Prediction of alternative conformations using AlphaFold 2
This repository accompanies the manuscript "Sampling the conformational landscapes of transporters and receptors with AlphaFold2" by Diego del Alamo, Davide Sala, Hassane S. Mchaourab, and Jens Meiler. The code used to generate these models can be found in
scripts/ and was derived from the closely related repository ColabFold. This repository also includes the scripts used to plot the data, which can be found in
figures/. Finally, a Google Colab notebook is available for use in
The model generation code does not change the underlying AlphaFold v2.0.1 prediction pipeline. Therefore, please follow the installation instructions provided by DeepMind and review the AlphaFold2 license and disclaimer before use (additionally, please refer to the AlphaFold FAQ and ColabFold FAQ). The objective of the code contained here is to provide access to otherwise hard-to-reach settings that facilitate the generation of conformationally heterogeneous models of protein structures. Genetic and/or structural databases do not need to be downloaded - everything is accessible through the cloud via the MMseqs2 API.
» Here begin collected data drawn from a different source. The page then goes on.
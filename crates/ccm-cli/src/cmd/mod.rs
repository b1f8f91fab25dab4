pub mod hook;
pub mod project;
pub mod serve;
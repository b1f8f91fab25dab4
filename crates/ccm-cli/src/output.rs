use serde::Serialize;

pub fn print_json<T: Serialize>(value: &T) -> anyhow::Result<()> {
    println!("{}", serde_json::to_string_pretty(value)?);
    Ok(())
}

/// Print left-aligned columns separated by two spaces, with a dashed rule
/// under the header.
pub fn print_table(headers: &[&str], rows: &[Vec<String>]) {
    let mut widths: Vec<usize> = headers.iter().map(|h| h.chars().count()).collect();
    for row in rows {
        for (w, cell) in widths.iter_mut().zip(row) {
            *w = (*w).max(cell.chars().count());
        }
    }

    println!("{}", render_row(headers, &widths));
    let rule: Vec<String> = widths.iter().map(|&w| "-".repeat(w)).collect();
    println!("{}", rule.join("  "));
    for row in rows {
        let cells: Vec<&str> = row.iter().map(String::as_str).collect();
        println!("{}", render_row(&cells, &widths));
    }
}

fn render_row(cells: &[&str], widths: &[usize]) -> String {
    cells
        .iter()
        .zip(widths)
        .map(|(c, &w)| format!("{c:w$}"))
        .collect::<Vec<_>>()
        .join("  ")
        .trim_end()
        .to_string()
}

/// Shorten `s` to at most `max` characters, marking the cut with `…`.
pub fn truncate(s: &str, max: usize) -> String {
    if s.chars().count() <= max {
        return s.to_string();
    }
    let mut out: String = s.chars().take(max.saturating_sub(1)).collect();
    out.push('…');
    out
}
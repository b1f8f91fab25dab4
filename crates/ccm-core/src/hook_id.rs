//! Composite `event::matcher::index` identifiers.
//!
//! Hook records carry no stable id of their own, so they are named by their
//! event, their matcher and their ordinal within the matcher group. A matcher
//! containing `::` cannot be decoded.

use crate::error::CcmError;
use crate::hook::HookEvent;
use serde::{Serialize, Serializer};
use std::fmt;

pub const DELIMITER: &str = "::";

#[derive(Debug, Clone, PartialEq, Eq, Hash)]
pub struct HookId {
    pub event: HookEvent,
    pub matcher: String,
    pub index: usize,
}

impl HookId {
    pub fn new(event: HookEvent, matcher: impl Into<String>, index: usize) -> Self {
        Self {
            event,
            matcher: matcher.into(),
            index,
        }
    }

    pub fn encode(&self) -> String {
        self.to_string()
    }

    pub fn decode(raw: &str) -> Result<Self, CcmError> {
        raw.parse()
    }
}

impl fmt::Display for HookId {
    fn fmt(&self, f: &mut fmt::Formatter<'_>) -> fmt::Result {
        write!(
            f,
            "{}{DELIMITER}{}{DELIMITER}{}",
            self.event, self.matcher, self.index
        )
    }
}

impl std::str::FromStr for HookId {
    type Err = CcmError;

    fn from_str(raw: &str) -> Result<Self, Self::Err> {
        let invalid = || CcmError::InvalidHookId(raw.to_string());
        let parts: Vec<&str> = raw.split(DELIMITER).collect();
        let [event, matcher, index] = parts.as_slice() else {
            return Err(invalid());
        };
        let event: HookEvent = event.parse().map_err(|_| invalid())?;
        // usize::from_str accepts a leading '+'; identifiers are digits only.
        if index.is_empty() || !index.bytes().all(|b| b.is_ascii_digit()) {
            return Err(invalid());
        }
        let index: usize = index.parse().map_err(|_| invalid())?;
        Ok(HookId::new(event, *matcher, index))
    }
}

impl Serialize for HookId {
    fn serialize<S: Serializer>(&self, serializer: S) -> Result<S::Ok, S::Error> {
        serializer.collect_str(self)
    }
}
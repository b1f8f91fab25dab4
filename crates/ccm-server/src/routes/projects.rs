use axum::extract::State;
use axum::Json;
use serde_json::{json, Value};

use crate::state::AppState;

/// GET /api/projects — registered projects with their settings paths.
pub async fn list_projects(State(app): State<AppState>) -> Json<Value> {
    let projects: Vec<Value> = app
        .config
        .projects
        .iter()
        .map(|p| {
            json!({
                "id": p.id,
                "path": p.path,
                "settingsPath": p.settings_path(),
            })
        })
        .collect();
    Json(json!({ "success": true, "projects": projects }))
}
De novo prediction of protein structures in multiple alternative conformations can usually be achieved for proteins that are absent from the AlphaFold2 training set, i.e. their structures were not determined prior to 30 April 2018. Predicting multiple conformations of proteins in the training set is, in our experience, sometimes but not usually possible.
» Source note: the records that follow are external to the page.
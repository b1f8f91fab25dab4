//! One read–validate–modify–write cycle per call against a settings file.
//!
//! Each cycle holds the file's entry in [`SettingsLocks`] from the read until
//! the rename, so concurrent callers sharing the same locks cannot interleave.

use crate::error::{CcmError, Result};
use crate::hook::{HookEvent, HookRecord};
use crate::hook_id::HookId;
use crate::locate::{identify_all, locate_in};
use crate::lock::{acquire, SettingsLocks};
use crate::mutate;
use crate::settings::SettingsDocument;
use crate::validate::validate_update;
use serde::Serialize;
use std::path::Path;

/// A hook record as presented to clients: its fields plus `event` and `hookId`.
#[derive(Debug, Clone, PartialEq, Serialize)]
#[serde(rename_all = "camelCase")]
pub struct HookView {
    #[serde(flatten)]
    pub record: HookRecord,
    pub event: HookEvent,
    pub hook_id: HookId,
}

impl HookView {
    pub fn new(id: HookId, record: HookRecord) -> Self {
        Self {
            record,
            event: id.event,
            hook_id: id,
        }
    }
}

/// Every hook in the settings file at `path`.
pub fn list_hooks(path: &Path) -> Result<Vec<HookView>> {
    let doc = SettingsDocument::read(path)?;
    Ok(identify_all(&doc)
        .into_iter()
        .map(|(id, record)| HookView::new(id, record.clone()))
        .collect())
}

/// Decode `raw_id`, validate `body` against the hook it names, apply it and
/// persist. Nothing is written unless every check passes.
pub fn update_hook(
    locks: &SettingsLocks,
    path: &Path,
    raw_id: &str,
    body: &serde_json::Value,
) -> Result<HookView> {
    let id = HookId::decode(raw_id)?;
    let mutex = locks.for_path(path);
    let _guard = acquire(&mutex);

    let mut doc = SettingsDocument::read(path)?;
    let existing = locate_in(&doc, &id)
        .ok_or_else(|| CcmError::HookNotFound(id.encode()))?
        .record;
    let update = validate_update(id.event, body, existing)?;
    let applied = mutate::apply(&mut doc, &id, &update)?;
    doc.write(path)?;

    Ok(HookView::new(applied.id, applied.record))
}

/// Remove the hook named by `raw_id` and persist. Returns the removed hook
/// under the identifier it had before removal.
pub fn delete_hook(locks: &SettingsLocks, path: &Path, raw_id: &str) -> Result<HookView> {
    let id = HookId::decode(raw_id)?;
    let mutex = locks.for_path(path);
    let _guard = acquire(&mutex);

    let mut doc = SettingsDocument::read(path)?;
    let removed = mutate::remove(&mut doc, &id)?;
    doc.write(path)?;

    Ok(HookView::new(id, removed))
}

#[cfg(test)]
mod tests {
    use super::*;
    use serde_json::{json, Value};
    use tempfile::TempDir;

    fn settings(dir: &TempDir, raw: Value) -> std::path::PathBuf {
        let path = dir.path().join(".claude/settings.json");
        std::fs::create_dir_all(path.parent().unwrap()).unwrap();
        std::fs::write(&path, serde_json::to_string_pretty(&raw).unwrap()).unwrap();
        path
    }

    fn on_disk(path: &Path) -> Value {
        serde_json::from_str(&std::fs::read_to_string(path).unwrap()).unwrap()
    }

    #[test]
    fn session_end_timeout_update() {
        let dir = TempDir::new().unwrap();
        let path = settings(
            &dir,
            json!({ "hooks": { "SessionEnd": [ { "command": "echo a", "timeout": 1000 } ] } }),
        );
        let view = update_hook(
            &SettingsLocks::new(),
            &path,
            "SessionEnd::::0",
            &json!({ "timeout": 5000 }),
        )
        .unwrap();

        assert_eq!(
            serde_json::to_value(&view).unwrap(),
            json!({
                "command": "echo a",
                "timeout": 5000,
                "event": "SessionEnd",
                "hookId": "SessionEnd::::0"
            })
        );
        assert_eq!(
            on_disk(&path),
            json!({ "hooks": { "SessionEnd": [ { "command": "echo a", "timeout": 5000 } ] } })
        );
    }

    #[test]
    fn matcher_change_reports_new_id() {
        let dir = TempDir::new().unwrap();
        let path = settings(
            &dir,
            json!({ "hooks": { "PreToolUse": [
                { "matcher": "Bash", "command": "b0" },
                { "matcher": "Write", "command": "w0" },
                { "matcher": "Bash", "command": "b1" }
            ]}}),
        );
        let view = update_hook(
            &SettingsLocks::new(),
            &path,
            "PreToolUse::Bash::0",
            &json!({ "matcher": "Write" }),
        )
        .unwrap();
        assert_eq!(view.hook_id.encode(), "PreToolUse::Write::1");

        let listed: Vec<String> = list_hooks(&path)
            .unwrap()
            .into_iter()
            .map(|h| h.hook_id.encode())
            .collect();
        assert_eq!(
            listed,
            ["PreToolUse::Write::0", "PreToolUse::Bash::0", "PreToolUse::Write::1"]
        );
    }

    #[test]
    fn update_leaves_unmanaged_records_unchanged() {
        let dir = TempDir::new().unwrap();
        let raw = json!({ "hooks": {
            "Stop": [ { "type": "agent", "prompt": "summarize" } ],
            "Notification": [ { "command": "n", "timeout": null } ],
            "SessionEnd": [ { "command": "echo a", "timeout": 1000 } ]
        }});
        let path = settings(&dir, raw.clone());

        update_hook(
            &SettingsLocks::new(),
            &path,
            "SessionEnd::::0",
            &json!({ "timeout": 5000 }),
        )
        .unwrap();

        let mut expected = raw;
        expected["hooks"]["SessionEnd"][0]["timeout"] = json!(5000);
        assert_eq!(on_disk(&path), expected);

        let listed = list_hooks(&path).unwrap();
        assert_eq!(listed.len(), 3);
        let stop = listed.iter().find(|h| h.event == HookEvent::Stop).unwrap();
        assert_eq!(stop.record.type_name(), "agent");
    }

    #[test]
    fn invalid_update_does_not_touch_file() {
        let dir = TempDir::new().unwrap();
        let raw = json!({ "hooks": { "Stop": [ { "command": "x" } ] } });
        let path = settings(&dir, raw.clone());
        let before = std::fs::read_to_string(&path).unwrap();

        let err = update_hook(
            &SettingsLocks::new(),
            &path,
            "Stop::::0",
            &json!({ "timeout": 0, "enabled": "no" }),
        )
        .unwrap_err();
        assert!(matches!(err, CcmError::ValidationFailed(ref v) if v.len() == 2));
        assert_eq!(std::fs::read_to_string(&path).unwrap(), before);
    }

    #[test]
    fn bad_id_and_missing_hook_are_distinct_errors() {
        let dir = TempDir::new().unwrap();
        let path = dir.path().join(".claude/settings.json");
        let locks = SettingsLocks::new();

        assert!(matches!(
            update_hook(&locks, &path, "Stop::0", &json!({})),
            Err(CcmError::InvalidHookId(_))
        ));
        assert!(matches!(
            update_hook(&locks, &path, "Stop::::0", &json!({})),
            Err(CcmError::HookNotFound(_))
        ));
        assert!(!path.exists());
    }

    #[test]
    fn delete_removes_and_persists() {
        let dir = TempDir::new().unwrap();
        let path = settings(
            &dir,
            json!({ "model": "sonnet", "hooks": { "Stop": [ { "command": "x" } ] } }),
        );
        let view = delete_hook(&SettingsLocks::new(), &path, "Stop::::0").unwrap();
        assert_eq!(view.record.command(), Some("x"));
        assert_eq!(on_disk(&path), json!({ "model": "sonnet", "hooks": {} }));
    }

    #[test]
    fn concurrent_updates_on_one_file_are_serialized() {
        let dir = TempDir::new().unwrap();
        let path = settings(
            &dir,
            json!({ "hooks": { "Stop": [ { "command": "a" }, { "command": "b" } ] } }),
        );
        let locks = SettingsLocks::new();

        std::thread::scope(|s| {
            for i in 0..8u64 {
                let locks = locks.clone();
                let path = path.clone();
                s.spawn(move || {
                    let id = format!("Stop::::{}", i % 2);
                    update_hook(&locks, &path, &id, &json!({ "timeout": i + 1 })).unwrap();
                });
            }
        });

        let hooks = list_hooks(&path).unwrap();
        assert_eq!(hooks.len(), 2);
        assert!(hooks.iter().all(|h| h.record.timeout().is_some()));
    }
}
We recommend sampling across several MSA depths. When MSAs are too shallow, the proteins are totally misfolded, whereas when they are too deep the models are conformationally uniform. The "Goldilocks range" of MSA depths that achieve the maximum number of correctly folded, but structurally diverse models seems to differ from protein to protein; in our experience, they appear to correlate with the number of amino acids. In any case, initial guesses for MSA depths can range 32-128 sequences for proteins absent from the training set and 8-64 sequences for proteins in the training set (note that this is much less than the 1000-5000 sequences that are used by AlphaFold2 by default). Once generated, these models can be analyzed using any dimensionality reduction and/or clustering algorithm; in our study we use PCA and focus mainly on the models at either extreme.